Because of their positions as committee chairmen, Mr. Camp and Mr. Upton were likely picks for the debt committee before the appointments were announced.
But with the 12-person roster set in stone, as the group's members prepare to cut billions from the federal budget, their new positions will be a boon for their own campaigns' finances as interest groups with arms on the chopping block seek to curry favor with the lawmakers via all channels available.
Because they've enjoyed strong financial support from interest groups in the past, they can afford to "tone it down when it comes to fundraising" while still having the resources to run for re-election, said Mrs. Krumholz, which may have factored into party leaders' decision to pick them.
But some have instead capitalized on the newfound demand for their attention.
Days before the supercommittee is scheduled to hold its first meeting, Sen. Patty Murray, Washington Democrat, will co-host a fundraiser at which those who pay thousands of dollars for tickets can mingle with her and other Senate Democrats.
On Oct. 4, the National Association of Realtors, which opposes proposals to recover funds by modifying the mortgage tax deduction, will host a reception for Sen.

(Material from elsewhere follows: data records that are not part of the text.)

use std::path::Path;

use assert_cmd::Command;
use cdp_adapter::testing::{closed_port, FakeChrome};
use serde_json::Value;

fn cdpctl(workdir: &Path, config: &Path) -> Command {
    let mut cmd = Command::cargo_bin("cdpctl").unwrap();
    cmd.current_dir(workdir)
        .env_remove("RUST_LOG")
        .env_remove("CDPCTL_PORT")
        .env("CDP_NOLAUNCH_CHROME", "1")
        .arg("--config")
        .arg(config);
    cmd
}

fn workspace(yaml: &str) -> (tempfile::TempDir, std::path::PathBuf) {
    let dir = tempfile::tempdir().unwrap();
    let config = dir.path().join("cdpctl.yaml");
    std::fs::write(&config, yaml).unwrap();
    (dir, config)
}

#[test]
fn help_lists_subcommands() {
    let output = Command::cargo_bin("cdpctl")
        .unwrap()
        .arg("--help")
        .output()
        .unwrap();
    assert!(output.status.success());
    let text = String::from_utf8_lossy(&output.stdout);
    for name in ["call", "send", "ensure", "targets", "instances", "tasks", "serve", "config"] {
        assert!(text.contains(name), "help is missing {name}");
    }
}

#[test]
fn config_commands_report_and_validate() {
    let (dir, config) = workspace("chrome:\n  port: 9333\n");

    let output = cdpctl(dir.path(), &config).args(["config", "path"]).output().unwrap();
    assert!(output.status.success());
    assert!(String::from_utf8_lossy(&output.stdout).contains("cdpctl.yaml"));

    let output = cdpctl(dir.path(), &config)
        .args(["--output", "json", "config", "show"])
        .output()
        .unwrap();
    assert!(output.status.success());
    let shown: Value = serde_json::from_slice(&output.stdout).unwrap();
    assert_eq!(shown["chrome"]["port"], 9333);
    assert_eq!(shown["http"]["port"], 8080);

    cdpctl(dir.path(), &config)
        .args(["config", "validate"])
        .assert()
        .success();

    std::fs::write(&config, "scheduler:\n  workers: 0\n").unwrap();
    cdpctl(dir.path(), &config)
        .args(["config", "validate"])
        .assert()
        .failure();
}

#[test]
fn call_prints_the_reply() {
    let chrome = FakeChrome::start();
    let (dir, config) = workspace(&format!("chrome:\n  port: {}\n", chrome.port()));

    let output = cdpctl(dir.path(), &config)
        .args(["--output", "json", "call", "Page.navigate", r#"{"url":"about:blank"}"#])
        .output()
        .unwrap();
    assert!(output.status.success(), "{}", String::from_utf8_lossy(&output.stderr));
    let reply: Value = serde_json::from_slice(&output.stdout).unwrap();
    assert_eq!(reply["result"]["method"], "Page.navigate");
    assert!(chrome.received_methods().contains(&"Page.navigate".to_string()));
}

#[test]
fn domain_error_sets_failure_exit_code() {
    let chrome = FakeChrome::start();
    let (dir, config) = workspace(&format!("chrome:\n  port: {}\n", chrome.port()));

    let output = cdpctl(dir.path(), &config)
        .args(["--output", "json", "call", "Test.error"])
        .output()
        .unwrap();
    assert!(!output.status.success());
    let reply: Value = serde_json::from_slice(&output.stdout).unwrap();
    assert_eq!(reply["error"]["message"], "boom");
}

#[test]
fn missing_browser_is_reported_with_the_port() {
    let port = closed_port();
    let (dir, config) = workspace(&format!("chrome:\n  port: {port}\n"));

    let output = cdpctl(dir.path(), &config)
        .args(["call", "Page.reload"])
        .output()
        .unwrap();
    assert!(!output.status.success());
    let stderr = String::from_utf8_lossy(&output.stderr);
    assert!(stderr.contains(&format!("port {port}")), "{stderr}");
}

#[test]
fn targets_and_new_page_use_the_http_endpoints() {
    let chrome = FakeChrome::start();
    let (dir, config) = workspace(&format!("chrome:\n  port: {}\n", chrome.port()));

    let output = cdpctl(dir.path(), &config).arg("targets").output().unwrap();
    assert!(output.status.success());
    assert!(String::from_utf8_lossy(&output.stdout).contains("FAKE-PAGE"));

    let output = cdpctl(dir.path(), &config).arg("new-page").output().unwrap();
    assert!(output.status.success());
    assert_eq!(String::from_utf8_lossy(&output.stdout).trim(), "FAKE-TARGET-1");
}
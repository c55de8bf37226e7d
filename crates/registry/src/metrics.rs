use lazy_static::lazy_static;
use prometheus::{core::Collector, opts, IntCounter, IntCounterVec, IntGauge, Registry};
use tracing::error;

lazy_static! {
    static ref REGISTRY_INSTANCES_LIVE: IntGauge = IntGauge::new(
        "cdpctl_registry_instances_live",
        "Chrome instances currently held by the registry"
    )
    .unwrap();
    static ref REGISTRY_LAUNCHES_TOTAL: IntCounterVec = IntCounterVec::new(
        opts!("cdpctl_registry_launches_total", "Instance launches by outcome"),
        &["outcome"]
    )
    .unwrap();
    static ref REGISTRY_KILLS_TOTAL: IntCounter = IntCounter::new(
        "cdpctl_registry_kills_total",
        "Instances stopped and removed from the registry"
    )
    .unwrap();
    static ref REGISTRY_HEALTH_FAILURES_TOTAL: IntCounterVec = IntCounterVec::new(
        opts!(
            "cdpctl_registry_health_failures_total",
            "Failed health checks grouped by reason"
        ),
        &["reason"]
    )
    .unwrap();
    static ref REGISTRY_RESTARTS_TOTAL: IntCounter = IntCounter::new(
        "cdpctl_registry_restarts_total",
        "Instances restarted after a failed health check"
    )
    .unwrap();
}

fn register<C>(registry: &Registry, collector: C)
where
    C: Collector + Clone + Send + Sync + 'static,
{
    if let Err(err) = registry.register(Box::new(collector.clone())) {
        if !matches!(err, prometheus::Error::AlreadyReg) {
            error!(?err, "failed to register registry metric");
        }
    }
}

pub fn register_metrics(registry: &Registry) {
    register(registry, REGISTRY_INSTANCES_LIVE.clone());
    register(registry, REGISTRY_LAUNCHES_TOTAL.clone());
    register(registry, REGISTRY_KILLS_TOTAL.clone());
    register(registry, REGISTRY_HEALTH_FAILURES_TOTAL.clone());
    register(registry, REGISTRY_RESTARTS_TOTAL.clone());
}

pub fn set_live_instances(count: usize) {
    REGISTRY_INSTANCES_LIVE.set(count as i64);
}

pub fn record_launch(ok: bool) {
    let outcome = if ok { "ok" } else { "failed" };
    REGISTRY_LAUNCHES_TOTAL.with_label_values(&[outcome]).inc();
}

pub fn record_kill() {
    REGISTRY_KILLS_TOTAL.inc();
}

pub fn record_health_failure(reason: &str) {
    REGISTRY_HEALTH_FAILURES_TOTAL
        .with_label_values(&[reason])
        .inc();
}

pub fn record_restart() {
    REGISTRY_RESTARTS_TOTAL.inc();
}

Max Baucus, Montana Democrat. And those who pay between $1,000 and $5,000 will get face time with Mr. Becerra at a Washington Nationals game Sept. 7, invitations obtained by the Sunlight Foundation show.
© Copyright 2013 The Washington Times, LLC. Click here for reprint permission.
About the Author
Luke Rosiak is a projects reporter on The Washington Times’ investigative team. He formerly covered lobbying and campaign finance for two watchdog groups as well as transportation for The Washington Post. Luke can be reached at firstname.lastname@example.org.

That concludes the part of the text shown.